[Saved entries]
++++++++++++++++++++
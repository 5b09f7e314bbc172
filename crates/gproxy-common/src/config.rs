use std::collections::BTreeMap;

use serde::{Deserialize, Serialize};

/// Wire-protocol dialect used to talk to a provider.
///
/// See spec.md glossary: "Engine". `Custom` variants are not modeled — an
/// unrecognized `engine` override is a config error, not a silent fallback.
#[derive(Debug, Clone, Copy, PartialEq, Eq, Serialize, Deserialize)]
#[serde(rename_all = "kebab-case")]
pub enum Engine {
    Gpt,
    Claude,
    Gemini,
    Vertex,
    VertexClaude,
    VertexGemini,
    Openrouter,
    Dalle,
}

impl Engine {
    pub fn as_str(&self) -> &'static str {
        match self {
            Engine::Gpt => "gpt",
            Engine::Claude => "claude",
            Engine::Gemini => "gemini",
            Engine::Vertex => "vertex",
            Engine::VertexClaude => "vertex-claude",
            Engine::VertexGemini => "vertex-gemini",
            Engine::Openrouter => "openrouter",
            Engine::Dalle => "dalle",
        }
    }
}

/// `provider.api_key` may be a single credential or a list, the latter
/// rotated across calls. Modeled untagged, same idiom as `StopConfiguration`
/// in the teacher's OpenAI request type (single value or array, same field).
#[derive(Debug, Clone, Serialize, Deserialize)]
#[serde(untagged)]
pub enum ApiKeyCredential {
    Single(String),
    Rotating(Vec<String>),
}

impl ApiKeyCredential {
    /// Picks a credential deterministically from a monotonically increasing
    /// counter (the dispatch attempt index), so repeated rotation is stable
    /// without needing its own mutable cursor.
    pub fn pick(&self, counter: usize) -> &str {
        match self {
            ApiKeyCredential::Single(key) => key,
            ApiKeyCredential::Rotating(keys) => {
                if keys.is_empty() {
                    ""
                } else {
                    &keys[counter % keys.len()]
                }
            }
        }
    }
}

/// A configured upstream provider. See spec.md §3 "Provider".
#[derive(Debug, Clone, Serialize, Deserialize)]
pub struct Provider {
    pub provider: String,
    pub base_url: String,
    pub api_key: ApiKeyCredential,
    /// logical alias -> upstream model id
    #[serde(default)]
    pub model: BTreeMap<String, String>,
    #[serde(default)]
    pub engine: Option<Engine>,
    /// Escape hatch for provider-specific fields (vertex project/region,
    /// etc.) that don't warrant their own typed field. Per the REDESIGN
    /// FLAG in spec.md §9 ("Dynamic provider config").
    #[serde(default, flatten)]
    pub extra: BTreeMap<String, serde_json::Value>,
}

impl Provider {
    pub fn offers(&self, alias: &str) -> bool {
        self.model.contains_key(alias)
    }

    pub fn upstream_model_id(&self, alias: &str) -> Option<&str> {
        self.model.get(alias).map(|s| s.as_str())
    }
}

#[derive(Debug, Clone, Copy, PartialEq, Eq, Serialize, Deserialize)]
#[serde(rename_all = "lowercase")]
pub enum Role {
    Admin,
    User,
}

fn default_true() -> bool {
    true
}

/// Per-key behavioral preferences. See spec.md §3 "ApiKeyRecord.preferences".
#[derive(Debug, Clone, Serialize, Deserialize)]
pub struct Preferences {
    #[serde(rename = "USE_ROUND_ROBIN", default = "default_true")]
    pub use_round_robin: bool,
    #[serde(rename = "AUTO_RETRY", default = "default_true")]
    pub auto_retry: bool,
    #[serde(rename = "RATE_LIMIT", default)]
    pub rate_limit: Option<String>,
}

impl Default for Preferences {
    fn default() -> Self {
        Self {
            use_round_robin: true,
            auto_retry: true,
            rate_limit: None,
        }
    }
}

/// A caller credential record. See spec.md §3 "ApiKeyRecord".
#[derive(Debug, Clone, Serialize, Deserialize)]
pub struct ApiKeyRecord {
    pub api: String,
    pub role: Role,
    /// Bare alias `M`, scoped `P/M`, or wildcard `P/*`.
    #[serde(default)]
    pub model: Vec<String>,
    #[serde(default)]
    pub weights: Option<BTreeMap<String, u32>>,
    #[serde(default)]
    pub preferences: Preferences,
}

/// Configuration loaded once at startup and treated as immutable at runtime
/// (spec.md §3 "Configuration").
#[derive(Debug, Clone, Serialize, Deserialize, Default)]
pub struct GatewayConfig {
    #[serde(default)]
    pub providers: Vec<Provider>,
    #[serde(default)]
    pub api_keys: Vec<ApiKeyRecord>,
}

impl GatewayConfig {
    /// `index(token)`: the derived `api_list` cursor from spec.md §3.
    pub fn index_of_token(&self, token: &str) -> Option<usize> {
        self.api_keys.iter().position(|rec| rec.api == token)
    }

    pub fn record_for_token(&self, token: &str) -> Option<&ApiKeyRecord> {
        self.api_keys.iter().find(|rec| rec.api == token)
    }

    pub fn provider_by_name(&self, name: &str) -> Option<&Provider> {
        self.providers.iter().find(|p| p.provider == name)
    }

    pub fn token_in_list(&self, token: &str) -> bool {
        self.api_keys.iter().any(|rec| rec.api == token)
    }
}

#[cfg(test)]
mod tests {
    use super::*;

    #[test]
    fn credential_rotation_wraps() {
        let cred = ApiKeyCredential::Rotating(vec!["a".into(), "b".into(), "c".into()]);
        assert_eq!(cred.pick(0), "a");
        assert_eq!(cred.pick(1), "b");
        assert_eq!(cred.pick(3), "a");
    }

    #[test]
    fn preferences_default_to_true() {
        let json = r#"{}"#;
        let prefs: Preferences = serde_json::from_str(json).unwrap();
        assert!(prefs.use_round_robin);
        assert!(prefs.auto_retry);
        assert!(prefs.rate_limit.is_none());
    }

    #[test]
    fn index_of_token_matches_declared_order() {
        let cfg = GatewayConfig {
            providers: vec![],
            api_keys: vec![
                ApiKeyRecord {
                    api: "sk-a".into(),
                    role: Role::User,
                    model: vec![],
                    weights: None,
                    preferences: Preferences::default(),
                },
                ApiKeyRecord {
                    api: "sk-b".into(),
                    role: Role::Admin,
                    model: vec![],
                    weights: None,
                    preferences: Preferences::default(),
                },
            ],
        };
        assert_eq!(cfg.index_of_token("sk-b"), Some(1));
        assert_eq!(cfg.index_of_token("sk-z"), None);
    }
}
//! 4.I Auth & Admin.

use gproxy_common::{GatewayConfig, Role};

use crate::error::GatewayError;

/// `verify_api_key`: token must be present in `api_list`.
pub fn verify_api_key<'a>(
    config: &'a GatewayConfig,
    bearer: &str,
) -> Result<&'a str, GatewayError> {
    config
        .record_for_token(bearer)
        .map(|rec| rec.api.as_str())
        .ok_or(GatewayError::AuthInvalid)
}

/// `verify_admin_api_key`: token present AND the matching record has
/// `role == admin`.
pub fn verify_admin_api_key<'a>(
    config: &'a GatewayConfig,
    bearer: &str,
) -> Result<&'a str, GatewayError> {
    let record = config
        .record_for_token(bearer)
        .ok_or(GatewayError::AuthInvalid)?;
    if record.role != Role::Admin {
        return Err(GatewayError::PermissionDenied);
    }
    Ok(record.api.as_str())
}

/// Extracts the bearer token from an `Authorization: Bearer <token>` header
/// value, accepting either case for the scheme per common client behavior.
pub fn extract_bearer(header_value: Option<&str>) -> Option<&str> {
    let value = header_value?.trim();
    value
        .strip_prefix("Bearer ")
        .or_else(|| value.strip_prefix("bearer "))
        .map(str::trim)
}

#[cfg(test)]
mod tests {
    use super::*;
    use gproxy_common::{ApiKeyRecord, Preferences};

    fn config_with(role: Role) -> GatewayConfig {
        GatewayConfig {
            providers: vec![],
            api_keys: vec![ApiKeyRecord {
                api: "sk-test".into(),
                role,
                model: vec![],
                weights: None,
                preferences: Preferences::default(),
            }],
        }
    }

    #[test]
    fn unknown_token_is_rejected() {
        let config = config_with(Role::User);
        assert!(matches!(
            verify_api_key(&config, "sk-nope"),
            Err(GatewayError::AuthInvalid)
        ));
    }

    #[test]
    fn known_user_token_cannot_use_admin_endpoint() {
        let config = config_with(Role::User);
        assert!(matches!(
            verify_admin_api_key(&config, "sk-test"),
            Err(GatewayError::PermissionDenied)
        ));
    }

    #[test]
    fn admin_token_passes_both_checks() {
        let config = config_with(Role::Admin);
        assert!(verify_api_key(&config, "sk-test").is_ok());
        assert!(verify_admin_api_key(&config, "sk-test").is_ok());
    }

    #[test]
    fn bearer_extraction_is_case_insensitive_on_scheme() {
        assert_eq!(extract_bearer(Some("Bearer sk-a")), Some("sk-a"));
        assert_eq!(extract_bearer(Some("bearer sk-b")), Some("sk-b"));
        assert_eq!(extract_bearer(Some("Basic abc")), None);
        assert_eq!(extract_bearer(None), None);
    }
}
++++++++++++++++++++
PROBLEM TO SOLVE: Only lines with the word "Rotating" are wanted; pull each of them from the records.

RESPONSE BELOW:
    Rotating(Vec<String>),
            ApiKeyCredential::Rotating(keys) => {
        let cred = ApiKeyCredential::Rotating(vec!["a".into(), "b".into(), "c".into()]);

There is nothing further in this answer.